Abandoned airfield in Italy

Orbetello Airfield Agostino Brunetta, is an abandoned World War II military airfield in Central Italy, which is located approximately 5 km north-northeast of Orbetello in the province of Grosseto (Tuscany).

Built from the Regia Marina in Lagoon of Orbetello for the Italian Navy Aviation, in 1925 was transferred to Regia Aeronautica. The airfield was the main Italian seaplane base.

The minister Italo Balbo himself led some transatlantic flights from Orbetello. The most famous was the 1930 flight of twelve Savoia-Marchetti S.55 flying boats from Orbetello Airfield to Rio de Janeiro, Brazil between 17 December 1930 and 15 January 1931. From 1 July to 12 August 1933, he led a flight of twenty-four flying boats on a round-trip flight from Rome to the Century of Progress in Chicago, Illinois. The flight had seven legs; Orbetello — Amsterdam — Derry — Reykjavík — Cartwright, Labrador — Shediac — Montreal ending on Lake Michigan near Burnham Park. After it was used by the 31º Stormo.
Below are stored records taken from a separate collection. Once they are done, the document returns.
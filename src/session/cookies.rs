//! Cookie storage shared between a session and the transport

use serde::{Deserialize, Serialize};
use std::collections::BTreeMap;

/// A single authentication cookie
#[derive(Debug, Clone, PartialEq, Eq, Serialize, Deserialize)]
pub struct Cookie {
    pub name: String,
    pub value: String,
    #[serde(default, skip_serializing_if = "Option::is_none")]
    pub domain: Option<String>,
    #[serde(default, skip_serializing_if = "Option::is_none")]
    pub path: Option<String>,
}

impl Cookie {
    /// Create a host-only cookie
    pub fn new(name: impl Into<String>, value: impl Into<String>) -> Self {
        Self {
            name: name.into(),
            value: value.into(),
            domain: None,
            path: None,
        }
    }

    /// Set the cookie domain
    pub fn with_domain(mut self, domain: impl Into<String>) -> Self {
        self.domain = Some(domain.into());
        self
    }

    /// Set the cookie path
    pub fn with_path(mut self, path: impl Into<String>) -> Self {
        self.path = Some(path.into());
        self
    }

    /// Render as a `Set-Cookie` header value
    pub fn to_set_cookie(&self) -> String {
        let mut out = format!("{}={}", self.name, self.value);
        if let Some(domain) = &self.domain {
            out.push_str("; Domain=");
            out.push_str(domain);
        }
        out.push_str("; Path=");
        out.push_str(self.path.as_deref().unwrap_or("/"));
        out
    }
}

/// Cookies keyed by name; inserting an existing name replaces it
#[derive(Debug, Clone, Default, PartialEq, Eq, Serialize, Deserialize)]
#[serde(transparent)]
pub struct CookieSet {
    cookies: BTreeMap<String, Cookie>,
}

impl CookieSet {
    pub fn new() -> Self {
        Self::default()
    }

    /// Build a set from `(name, value)` pairs
    pub fn from_pairs<I, K, V>(pairs: I) -> Self
    where
        I: IntoIterator<Item = (K, V)>,
        K: Into<String>,
        V: Into<String>,
    {
        pairs
            .into_iter()
            .map(|(name, value)| Cookie::new(name, value))
            .collect()
    }

    pub fn insert(&mut self, cookie: Cookie) -> Option<Cookie> {
        self.cookies.insert(cookie.name.clone(), cookie)
    }

    pub fn get(&self, name: &str) -> Option<&Cookie> {
        self.cookies.get(name)
    }

    /// Value of the named cookie
    pub fn value(&self, name: &str) -> Option<&str> {
        self.get(name).map(|c| c.value.as_str())
    }

    pub fn iter(&self) -> impl Iterator<Item = &Cookie> {
        self.cookies.values()
    }

    pub fn len(&self) -> usize {
        self.cookies.len()
    }

    pub fn is_empty(&self) -> bool {
        self.cookies.is_empty()
    }

    /// Render as a `Cookie` request header value
    pub fn header_value(&self) -> String {
        self.iter()
            .map(|c| format!("{}={}", c.name, c.value))
            .collect::<Vec<_>>()
            .join("; ")
    }
}

impl FromIterator<Cookie> for CookieSet {
    fn from_iter<I: IntoIterator<Item = Cookie>>(iter: I) -> Self {
        let mut set = CookieSet::new();
        for cookie in iter {
            set.insert(cookie);
        }
        set
    }
}

#[cfg(test)]
mod tests {
    use super::*;

    #[test]
    fn test_insert_replaces_by_name() {
        let mut set = CookieSet::new();
        assert!(set.insert(Cookie::new("sessionid", "old")).is_none());
        let previous = set.insert(Cookie::new("sessionid", "new")).unwrap();

        assert_eq!(previous.value, "old");
        assert_eq!(set.len(), 1);
        assert_eq!(set.value("sessionid"), Some("new"));
    }

    #[test]
    fn test_header_value_sorted() {
        let set = CookieSet::from_pairs([("sessionid", "abc"), ("csrftoken", "tok")]);
        assert_eq!(set.header_value(), "csrftoken=tok; sessionid=abc");
    }

    #[test]
    fn test_set_cookie_rendering() {
        let cookie = Cookie::new("a", "1").with_domain(".instagram.com");
        assert_eq!(cookie.to_set_cookie(), "a=1; Domain=.instagram.com; Path=/");
        assert_eq!(Cookie::new("b", "2").to_set_cookie(), "b=2; Path=/");
    }

    #[test]
    fn test_cookie_set_serialization() {
        let set = CookieSet::from_pairs([("a", "1")]);
        let json = serde_json::to_value(&set).unwrap();
        assert_eq!(json["a"]["value"], "1");

        let restored: CookieSet = serde_json::from_value(json).unwrap();
        assert_eq!(restored, set);
    }
}
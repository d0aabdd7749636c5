//! Tuning constants for the logging engine.
//!
//! Values are fixed by the engine's contract (see module-level docs in
//! `record`, `queue`, `consumer`, and `sink::file`), not free tuning knobs,
//! with the exception of `flush_interval_ms`/`format_buffer_size`/queue
//! capacity, which are configurable per [`crate::logger::Logger`] instance
//! and default to the values below.

/// Maximum payload length of a single `LogRecord`, in bytes.
pub const MAX_PAYLOAD: usize = 2048;

/// Default bounded queue capacity (must stay a power of two).
pub const DEFAULT_QUEUE_SIZE: usize = 1024;

/// Default interval between periodic sink flushes, in milliseconds.
pub const DEFAULT_FLUSH_INTERVAL_MS: u64 = 200;

/// Default size of the producer's stack format buffer.
pub const DEFAULT_FORMAT_BUFFER_SIZE: usize = 2048;

/// Size of the file sink's write-coalescing buffer, in bytes.
pub const FILE_SINK_BUFFER_SIZE: usize = 4096;

/// Number of entries in the formatter's per-thread tid render cache.
pub const TID_CACHE_SIZE: usize = 128;

/// Below this attempt count, the consumer loop pure-spins.
pub const BACKOFF_SPIN_LIMIT: u32 = 10;

/// Below this attempt count (and at or above `BACKOFF_SPIN_LIMIT`), the
/// consumer loop yields to the scheduler instead of sleeping.
pub const BACKOFF_YIELD_LIMIT: u32 = 100;

/// Upper bound on the consumer's exponential backoff sleep, in microseconds.
pub const BACKOFF_MAX_SLEEP_MICROS: u64 = 8192;

/// Directory creation mode used when the file sink's destination directory
/// does not yet exist.
pub const LOG_DIR_MODE: u32 = 0o755;

/// File creation mode used when the file sink opens its destination.
pub const LOG_FILE_MODE: u32 = 0o644;

/// Sanity-checks the constants above against the invariants the rest of the
/// crate assumes.
pub fn validate_constants() -> std::result::Result<(), &'static str> {
    if !DEFAULT_QUEUE_SIZE.is_power_of_two() || DEFAULT_QUEUE_SIZE < 2 {
        return Err("DEFAULT_QUEUE_SIZE must be a power of two >= 2");
    }
    if MAX_PAYLOAD == 0 {
        return Err("MAX_PAYLOAD must be greater than 0");
    }
    if BACKOFF_SPIN_LIMIT >= BACKOFF_YIELD_LIMIT {
        return Err("BACKOFF_SPIN_LIMIT must be less than BACKOFF_YIELD_LIMIT");
    }
    if TID_CACHE_SIZE == 0 {
        return Err("TID_CACHE_SIZE must be greater than 0");
    }
    Ok(())
}

#[cfg(test)]
mod tests {
    use super::*;

    #[test]
    fn constants_are_internally_consistent() {
        assert!(validate_constants().is_ok());
    }

    #[test]
    fn queue_size_is_power_of_two() {
        assert!(DEFAULT_QUEUE_SIZE.is_power_of_two());
    }

    #[test]
    fn backoff_thresholds_are_ordered() {
        assert!(BACKOFF_SPIN_LIMIT < BACKOFF_YIELD_LIMIT);
    }
}
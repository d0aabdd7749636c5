//! A sink that discards every record. Useful for benchmarking and for
//! producer-path tests that care about queue/backpressure behaviour but not
//! about an actual destination.

use crate::error::Result;
use crate::record::LogRecord;
use crate::sink::Sink;

#[derive(Debug, Default)]
pub struct NullSink {
    written: u64,
    flushes: u64,
}

impl NullSink {
    pub fn new() -> Self {
        Self::default()
    }

    /// Number of records passed to `write` so far.
    pub fn written(&self) -> u64 {
        self.written
    }

    /// Number of `flush` calls observed so far.
    pub fn flushes(&self) -> u64 {
        self.flushes
    }
}

impl Sink for NullSink {
    fn write(&mut self, record: LogRecord) -> Result<()> {
        self.written += 1;
        drop(record);
        Ok(())
    }

    fn flush(&mut self) -> Result<()> {
        self.flushes += 1;
        Ok(())
    }

    fn close(&mut self) {}
}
The airfield was a former Luftwaffe base seized by the United States Army in June 1944.

After its capture, it was used by the United States Army Air Force Twelfth Air Force.

- HQ, 64th Fighter Wing, 19 June–19 July 1944
- 86th Fighter Group, 19 June–12 July 1944, P-47 Thunderbolt
- 439th Troop Carrier Group, 18 July–24 August 1944, C-47 Skytrain

According to the group historian of the 86th, the airfield was put into use by the group with the front lines just a few miles north of the field. When the first elements arrived, they found a burnt-out German half-track with numerous casualties in it, along with numerous empty German helmets scattered around. At Orbetello the 86th transitioned from the A-36 Apache to the P-47 Thunderbolt and was redesignated a Fighter Group from its former Fighter-Bomber designation. Also, the 64th Fighter Wing set up headquarters on the airfield.

As part of the invasion of southern France (Operation Dragoon), the 439th Troop Carrier Group flew three squadrons of C-47s on the base where Army paratroopers had assembled and were flown to their drop zones in southern France during the invasion.

When the Americans moved out the airfield was closed and dismantled. Today, the location of the airfield is visible in aerial photography, with its runway visible. However the remainder of the airfield has been obliterated by agricultural use of the land.